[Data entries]
Start of Block

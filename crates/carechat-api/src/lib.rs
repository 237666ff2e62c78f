//! # carechat-api
//!
//! REST API server built with Axum. The WebSocket gateway is mounted on the
//! same listener so REST-triggered events reach open sockets in-process.

pub mod extractors;
pub mod handlers;
pub mod middleware;
pub mod response;
pub mod routes;
pub mod server;
pub mod state;

pub use server::{create_app, run, serve};
pub use state::AppState;
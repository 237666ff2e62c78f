//! Messaging service
//!
//! Sending, history, read state, edits, reactions and deletes. Every
//! operation persists first and fans out afterwards.

use std::collections::HashMap;

use carechat_core::traits::MessageQuery;
use carechat_core::{
    ChatEventKind, Conversation, ConversationKey, LastMessage, Message, MessageStatus, Reaction,
    Snowflake, MAX_CONTENT_LENGTH,
};
use tracing::{debug, info, instrument, warn};
use validator::Validate;

use crate::dto::{
    DeletedMessage, HistoryPage, HistoryQuery, MessageResponse, ReactionUpdate, ReadReceipt,
    SendMessageRequest, SentMessage, StatusUpdate,
};

use super::context::ServiceContext;
use super::conversation::ConversationService;
use super::error::{ServiceError, ServiceResult};
use super::events;

const MAX_EMOJI_LENGTH: usize = 32;

/// Messaging service
pub struct MessagingService<'a> {
    ctx: &'a ServiceContext,
}

impl<'a> MessagingService<'a> {
    pub fn new(ctx: &'a ServiceContext) -> Self {
        Self { ctx }
    }

    /// Send a direct message, creating the conversation on first contact
    #[instrument(skip(self, request), fields(recipient_id = %request.recipient_id))]
    pub async fn send_message(
        &self,
        sender_id: Snowflake,
        request: SendMessageRequest,
    ) -> ServiceResult<SentMessage> {
        request.validate()?;
        let recipient_id = request.recipient_id;
        let key = ConversationKey::for_pair(sender_id, recipient_id)?;

        let users = self
            .ctx
            .user_directory()
            .find_many(&[sender_id, recipient_id])
            .await?;
        if !users.iter().any(|u| u.id == recipient_id) {
            return Err(ServiceError::not_found("User", recipient_id));
        }

        // The replied-to message must belong to this pair
        if let Some(reply_id) = request.reply_to {
            self.ctx
                .message_repo()
                .find_by_id(reply_id)
                .await?
                .filter(|parent| parent.conversation_key == key)
                .ok_or_else(|| ServiceError::not_found("Message", reply_id))?;
        }

        let now = self.ctx.now();
        let (conversation, created) = self
            .ctx
            .conversation_repo()
            .find_or_create(sender_id, recipient_id, self.ctx.generate_id(), now)
            .await?;

        let message = Message::new(
            self.ctx.generate_id(),
            conversation.id,
            sender_id,
            recipient_id,
            request.content,
            now,
        )
        .with_type(request.message_type)
        .with_reply_to(request.reply_to)
        .with_attachment(request.attachment);

        self.ctx.message_repo().create(&message).await?;

        // The message is durable from here on; conversation bookkeeping is best effort
        let conversations = self.ctx.conversation_repo();
        if let Err(e) = conversations
            .update_last_message(conversation.id, &LastMessage::from(&message), now)
            .await
        {
            warn!(conversation_id = %conversation.id, error = %e, "Failed to update last message");
        }
        if let Err(e) = conversations
            .increment_unread(conversation.id, recipient_id)
            .await
        {
            warn!(conversation_id = %conversation.id, error = %e, "Failed to increment unread count");
        }

        info!(
            message_id = %message.id,
            conversation_id = %conversation.id,
            created = created,
            "Message sent"
        );

        let response = MessageResponse::from(&message).with_participants(&users);
        events::notify(self.ctx, &[recipient_id], ChatEventKind::NewMessage, &response).await;

        Ok(SentMessage {
            conversation_id: conversation.id,
            conversation_created: created,
            message: response,
        })
    }

    /// Mark everything addressed to `user_id` in the conversation as read
    #[instrument(skip(self))]
    pub async fn mark_conversation_read(
        &self,
        conversation_id: Snowflake,
        user_id: Snowflake,
    ) -> ServiceResult<ReadReceipt> {
        let conversation = ConversationService::new(self.ctx)
            .require_participant(conversation_id, user_id)
            .await?;
        self.mark_read(&conversation, user_id).await
    }

    async fn mark_read(
        &self,
        conversation: &Conversation,
        user_id: Snowflake,
    ) -> ServiceResult<ReadReceipt> {
        let now = self.ctx.now();
        let message_ids = self
            .ctx
            .message_repo()
            .mark_read_for_recipient(&conversation.key, user_id, now)
            .await?;
        self.ctx
            .conversation_repo()
            .reset_unread(conversation.id, user_id)
            .await?;

        if !message_ids.is_empty() {
            debug!(conversation_id = %conversation.id, count = message_ids.len(), "Messages marked read");
            if let Some(other) = conversation.counterpart(user_id) {
                let update = StatusUpdate {
                    conversation_id: conversation.id,
                    message_ids: message_ids.clone(),
                    status: MessageStatus::Read,
                    updated_by: user_id,
                    timestamp: now,
                };
                events::notify(self.ctx, &[other], ChatEventKind::MessageStatusUpdate, &update)
                    .await;
            }
        }

        Ok(ReadReceipt {
            conversation_id: conversation.id,
            marked_count: message_ids.len(),
            message_ids,
        })
    }

    /// One page of history. Reading history marks the conversation read first,
    /// so the page already reflects the new read state.
    #[instrument(skip(self))]
    pub async fn get_history(
        &self,
        conversation_id: Snowflake,
        user_id: Snowflake,
        query: HistoryQuery,
    ) -> ServiceResult<HistoryPage> {
        let conversation = ConversationService::new(self.ctx)
            .require_participant(conversation_id, user_id)
            .await?;
        self.mark_read(&conversation, user_id).await?;

        let settings = self.ctx.chat_config();
        let limit = query
            .limit
            .unwrap_or(settings.history_default_limit)
            .clamp(1, settings.history_max_limit);

        let repo = self.ctx.message_repo();
        let mut messages = repo
            .find_history(
                &conversation.key,
                MessageQuery {
                    before: query.before,
                    after: query.after,
                    limit: limit + 1,
                },
            )
            .await?;

        // One extra row tells us whether another page exists. Reading forward
        // it sits at the end, otherwise it is the oldest row at the front.
        let has_more = messages.len() as i64 > limit;
        if has_more {
            if query.after.is_some() {
                messages.pop();
            } else {
                messages.remove(0);
            }
        }

        self.attach_reactions(&mut messages).await?;
        let total = repo.count_in_conversation(&conversation.key).await?;
        let users = self
            .ctx
            .user_directory()
            .find_many(&conversation.participants)
            .await?;

        Ok(HistoryPage {
            messages: messages
                .iter()
                .map(|m| MessageResponse::from(m).with_participants(&users))
                .collect(),
            total,
            has_more,
        })
    }

    /// Advance delivery state; only the recipient can acknowledge
    #[instrument(skip(self))]
    pub async fn update_status(
        &self,
        message_id: Snowflake,
        user_id: Snowflake,
        status: MessageStatus,
    ) -> ServiceResult<MessageResponse> {
        let mut message = self.load_message(message_id).await?;
        if message.recipient_id != user_id {
            return Err(ServiceError::forbidden(
                "only the recipient can update message status",
            ));
        }
        if !matches!(status, MessageStatus::Delivered | MessageStatus::Read) {
            return Err(ServiceError::validation(format!(
                "status must be delivered or read, got {status}"
            )));
        }

        let now = self.ctx.now();
        let previous = message.status;
        if message.advance_status(status, now)? {
            let stored = self
                .ctx
                .message_repo()
                .update_status(&message, previous)
                .await?;
            if stored {
                debug!(message_id = %message.id, status = %status, "Message status updated");

                let update = StatusUpdate {
                    conversation_id: message.conversation_id,
                    message_ids: vec![message.id],
                    status,
                    updated_by: user_id,
                    timestamp: now,
                };
                events::notify(
                    self.ctx,
                    &[message.sender_id],
                    ChatEventKind::MessageStatusUpdate,
                    &update,
                )
                .await;
            } else {
                // A concurrent write (usually a mark-read) got there first
                debug!(message_id = %message.id, "Status changed concurrently");
                message = self.load_message(message_id).await?;
            }
        }

        message.reactions = self.ctx.reaction_repo().list_for_message(message.id).await?;
        Ok(MessageResponse::from(message))
    }

    /// Edit content within the configured window
    #[instrument(skip(self, content))]
    pub async fn edit_message(
        &self,
        message_id: Snowflake,
        user_id: Snowflake,
        content: String,
    ) -> ServiceResult<MessageResponse> {
        let mut message = self.load_message(message_id).await?;
        message.ensure_sender(user_id, "edit")?;

        let now = self.ctx.now();
        let window = self.ctx.edit_window();
        message.ensure_editable(now, window)?;
        validate_content(&content)?;

        message.edit(content, now, window)?;
        self.ctx.message_repo().update_content(&message).await?;
        info!(message_id = %message.id, "Message edited");

        message.reactions = self.ctx.reaction_repo().list_for_message(message.id).await?;
        let response = MessageResponse::from(&message);
        events::notify(
            self.ctx,
            &[message.sender_id, message.recipient_id],
            ChatEventKind::MessageEdited,
            &response,
        )
        .await;

        Ok(response)
    }

    /// Set the caller's reaction, replacing any earlier one
    #[instrument(skip(self))]
    pub async fn add_reaction(
        &self,
        message_id: Snowflake,
        user_id: Snowflake,
        emoji: &str,
    ) -> ServiceResult<ReactionUpdate> {
        let message = self.load_message(message_id).await?;
        message.ensure_participant(user_id)?;

        let emoji = emoji.trim();
        let length = emoji.chars().count();
        if length == 0 || length > MAX_EMOJI_LENGTH {
            return Err(ServiceError::validation(format!(
                "emoji must be 1-{MAX_EMOJI_LENGTH} characters"
            )));
        }

        let reaction = Reaction::new(message.id, user_id, emoji.to_string(), self.ctx.now());
        self.ctx.reaction_repo().upsert(&reaction).await?;

        let update = ReactionUpdate {
            message_id: message.id,
            conversation_id: message.conversation_id,
            user_id,
            emoji: Some(reaction.emoji),
            reactions: self.ctx.reaction_repo().list_for_message(message.id).await?,
        };
        events::notify(
            self.ctx,
            &[message.sender_id, message.recipient_id],
            ChatEventKind::MessageReactionAdded,
            &update,
        )
        .await;

        Ok(update)
    }

    /// Drop the caller's reaction; a no-op if there was none
    #[instrument(skip(self))]
    pub async fn remove_reaction(
        &self,
        message_id: Snowflake,
        user_id: Snowflake,
    ) -> ServiceResult<ReactionUpdate> {
        let message = self.load_message(message_id).await?;
        message.ensure_participant(user_id)?;

        let removed = self.ctx.reaction_repo().remove(message.id, user_id).await?;
        let update = ReactionUpdate {
            message_id: message.id,
            conversation_id: message.conversation_id,
            user_id,
            emoji: None,
            reactions: self.ctx.reaction_repo().list_for_message(message.id).await?,
        };

        if removed {
            events::notify(
                self.ctx,
                &[message.sender_id, message.recipient_id],
                ChatEventKind::MessageReactionRemoved,
                &update,
            )
            .await;
        }

        Ok(update)
    }

    /// Permanently delete a message; sender only
    #[instrument(skip(self))]
    pub async fn delete_message(
        &self,
        message_id: Snowflake,
        user_id: Snowflake,
    ) -> ServiceResult<DeletedMessage> {
        let message = self.load_message(message_id).await?;
        message.ensure_sender(user_id, "delete")?;

        if !self.ctx.message_repo().delete(message.id).await? {
            // Lost a race with another delete
            return Err(ServiceError::not_found("Message", message.id));
        }
        info!(message_id = %message.id, "Message deleted");

        let deleted = DeletedMessage {
            message_id: message.id,
            conversation_id: message.conversation_id,
        };
        events::notify(
            self.ctx,
            &[message.sender_id, message.recipient_id],
            ChatEventKind::MessageDeleted,
            &deleted,
        )
        .await;

        Ok(deleted)
    }

    async fn load_message(&self, message_id: Snowflake) -> ServiceResult<Message> {
        self.ctx
            .message_repo()
            .find_by_id(message_id)
            .await?
            .ok_or_else(|| ServiceError::not_found("Message", message_id))
    }

    async fn attach_reactions(&self, messages: &mut [Message]) -> ServiceResult<()> {
        if messages.is_empty() {
            return Ok(());
        }
        let ids: Vec<Snowflake> = messages.iter().map(|m| m.id).collect();
        let mut by_message: HashMap<Snowflake, Vec<Reaction>> = HashMap::new();
        for reaction in self.ctx.reaction_repo().list_for_messages(&ids).await? {
            by_message.entry(reaction.message_id).or_default().push(reaction);
        }
        for message in messages.iter_mut() {
            message.reactions = by_message.remove(&message.id).unwrap_or_default();
        }
        Ok(())
    }
}

fn validate_content(content: &str) -> ServiceResult<()> {
    if content.trim().is_empty() {
        return Err(ServiceError::validation("content must not be empty"));
    }
    if content.chars().count() > MAX_CONTENT_LENGTH {
        return Err(ServiceError::validation(format!(
            "content must be at most {MAX_CONTENT_LENGTH} characters"
        )));
    }
    Ok(())
}
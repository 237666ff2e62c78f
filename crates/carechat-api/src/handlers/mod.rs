//! Route handlers
//!
//! All HTTP request handlers organized by resource.

pub mod conversations;
pub mod directory;
pub mod health;
pub mod messages;
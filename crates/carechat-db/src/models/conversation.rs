//! Conversation database model

use carechat_core::LastMessage;
use chrono::{DateTime, Utc};
use sqlx::types::Json;
use sqlx::FromRow;
use std::collections::HashMap;

/// Database model for conversations table.
///
/// The per-participant maps are JSONB objects keyed by the participant id as text,
/// so single counters and flags can be updated atomically with `jsonb_set`.
#[derive(Debug, Clone, FromRow)]
pub struct ConversationModel {
    pub id: i64,
    pub conversation_key: String,
    pub participants: Vec<i64>,
    pub chat_type: String,
    pub last_message: Option<Json<LastMessage>>,
    pub unread_counts: Json<HashMap<String, i64>>,
    pub muted: Json<HashMap<String, bool>>,
    pub pinned: Json<HashMap<String, bool>>,
    pub is_active: bool,
    pub started_at: DateTime<Utc>,
    pub last_activity: DateTime<Utc>,
}
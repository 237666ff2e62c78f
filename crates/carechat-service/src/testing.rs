//! In-memory doubles for service, gateway and end-to-end tests
//!
//! [`InMemoryChatStore`] implements the three chat stores over shared maps and
//! mirrors the Postgres behavior that matters to callers: one conversation per
//! pair under concurrent first contact, reactions cascading with their message
//! and replies losing their target on delete.

use std::sync::atomic::{AtomicBool, AtomicI64, Ordering};
use std::sync::Arc;

use async_trait::async_trait;
use carechat_cache::InMemoryPresenceRegistry;
use carechat_common::ChatConfig;
use carechat_core::traits::{MessageQuery, RepoResult};
use carechat_core::{
    ChatEvent, ChatEventKind, Clock, Conversation, ConversationKey, ConversationRepository,
    DomainError, EventNotifier, LastMessage, Message, MessageRepository, MessageStatus,
    MessageType, Reaction, ReactionRepository, Snowflake, SnowflakeGenerator, User,
    UserDirectory, UserRole,
};
use chrono::{DateTime, Duration, Utc};
use dashmap::DashMap;
use tokio::sync::Mutex;

use crate::services::ServiceContext;

// ============================================================================
// Chat store
// ============================================================================

#[derive(Debug, Default)]
pub struct InMemoryChatStore {
    conversations: DashMap<Snowflake, Conversation>,
    keys: DashMap<ConversationKey, Snowflake>,
    messages: DashMap<Snowflake, Message>,
    reactions: DashMap<(Snowflake, Snowflake), Reaction>,
    fail_conversation_updates: AtomicBool,
}

impl InMemoryChatStore {
    pub fn new() -> Self {
        Self::default()
    }

    /// Make `update_last_message` and `increment_unread` fail with a storage error
    pub fn fail_conversation_updates(&self, fail: bool) {
        self.fail_conversation_updates.store(fail, Ordering::SeqCst);
    }

    pub fn conversation_count(&self) -> usize {
        self.conversations.len()
    }

    pub fn message_count(&self) -> usize {
        self.messages.len()
    }

    fn check_updates(&self) -> RepoResult<()> {
        if self.fail_conversation_updates.load(Ordering::SeqCst) {
            return Err(DomainError::Storage("injected conversation update failure".into()));
        }
        Ok(())
    }

    fn with_conversation<T>(
        &self,
        id: Snowflake,
        f: impl FnOnce(&mut Conversation) -> T,
    ) -> RepoResult<T> {
        let mut conversation = self
            .conversations
            .get_mut(&id)
            .ok_or_else(|| DomainError::not_found("Conversation", id))?;
        Ok(f(&mut conversation))
    }

    fn with_message(&self, message: &Message, f: impl FnOnce(&mut Message)) -> RepoResult<()> {
        let mut stored = self
            .messages
            .get_mut(&message.id)
            .ok_or_else(|| DomainError::not_found("Message", message.id))?;
        f(&mut stored);
        Ok(())
    }

    fn sorted_reactions(&self, filter: impl Fn(&Reaction) -> bool) -> Vec<Reaction> {
        let mut reactions: Vec<Reaction> = self
            .reactions
            .iter()
            .filter(|r| filter(r.value()))
            .map(|r| r.value().clone())
            .collect();
        reactions.sort_by_key(|r| (r.message_id, r.created_at, r.user_id));
        reactions
    }
}

#[async_trait]
impl ConversationRepository for InMemoryChatStore {
    async fn find_or_create(
        &self,
        a: Snowflake,
        b: Snowflake,
        new_id: Snowflake,
        now: DateTime<Utc>,
    ) -> RepoResult<(Conversation, bool)> {
        let key = ConversationKey::for_pair(a, b)?;
        // The entry guard serializes racing first contacts on the same key
        match self.keys.entry(key.clone()) {
            dashmap::mapref::entry::Entry::Occupied(entry) => {
                let id = *entry.get();
                drop(entry);
                let conversation = self
                    .conversations
                    .get(&id)
                    .map(|c| c.clone())
                    .ok_or_else(|| DomainError::not_found("Conversation", id))?;
                Ok((conversation, false))
            }
            dashmap::mapref::entry::Entry::Vacant(entry) => {
                let conversation = Conversation::new_direct(new_id, key, now);
                self.conversations.insert(new_id, conversation.clone());
                entry.insert(new_id);
                Ok((conversation, true))
            }
        }
    }

    async fn find_by_id(&self, id: Snowflake) -> RepoResult<Option<Conversation>> {
        Ok(self.conversations.get(&id).map(|c| c.clone()))
    }

    async fn find_by_key(&self, key: &ConversationKey) -> RepoResult<Option<Conversation>> {
        let id = match self.keys.get(key) {
            Some(id) => *id,
            None => return Ok(None),
        };
        Ok(self.conversations.get(&id).map(|c| c.clone()))
    }

    async fn find_by_user(&self, user_id: Snowflake) -> RepoResult<Vec<Conversation>> {
        let mut found: Vec<Conversation> = self
            .conversations
            .iter()
            .filter(|c| c.is_active && c.is_participant(user_id))
            .map(|c| c.clone())
            .collect();
        found.sort_by(|a, b| b.last_activity.cmp(&a.last_activity).then(b.id.cmp(&a.id)));
        Ok(found)
    }

    async fn update_last_message(
        &self,
        id: Snowflake,
        snapshot: &LastMessage,
        now: DateTime<Utc>,
    ) -> RepoResult<()> {
        self.check_updates()?;
        self.with_conversation(id, |c| c.record_message(snapshot.clone(), now))
    }

    async fn increment_unread(&self, id: Snowflake, participant: Snowflake) -> RepoResult<i64> {
        self.check_updates()?;
        self.with_conversation(id, |c| c.increment_unread(participant))
    }

    async fn reset_unread(&self, id: Snowflake, participant: Snowflake) -> RepoResult<()> {
        self.with_conversation(id, |c| c.reset_unread(participant))
    }

    async fn toggle_mute(&self, id: Snowflake, participant: Snowflake) -> RepoResult<bool> {
        self.with_conversation(id, |c| c.toggle_mute(participant))
    }

    async fn toggle_pin(&self, id: Snowflake, participant: Snowflake) -> RepoResult<bool> {
        self.with_conversation(id, |c| c.toggle_pin(participant))
    }

    async fn set_active(&self, id: Snowflake, active: bool) -> RepoResult<()> {
        self.with_conversation(id, |c| c.is_active = active)
    }
}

End of Block

● ACTIVITY
Among the records, find the lines that contain "keys" and copy each of them.

● EXERCISE SOLUTION
    keys: DashMap<ConversationKey, Snowflake>,
        match self.keys.entry(key.clone()) {
        let id = match self.keys.get(key) {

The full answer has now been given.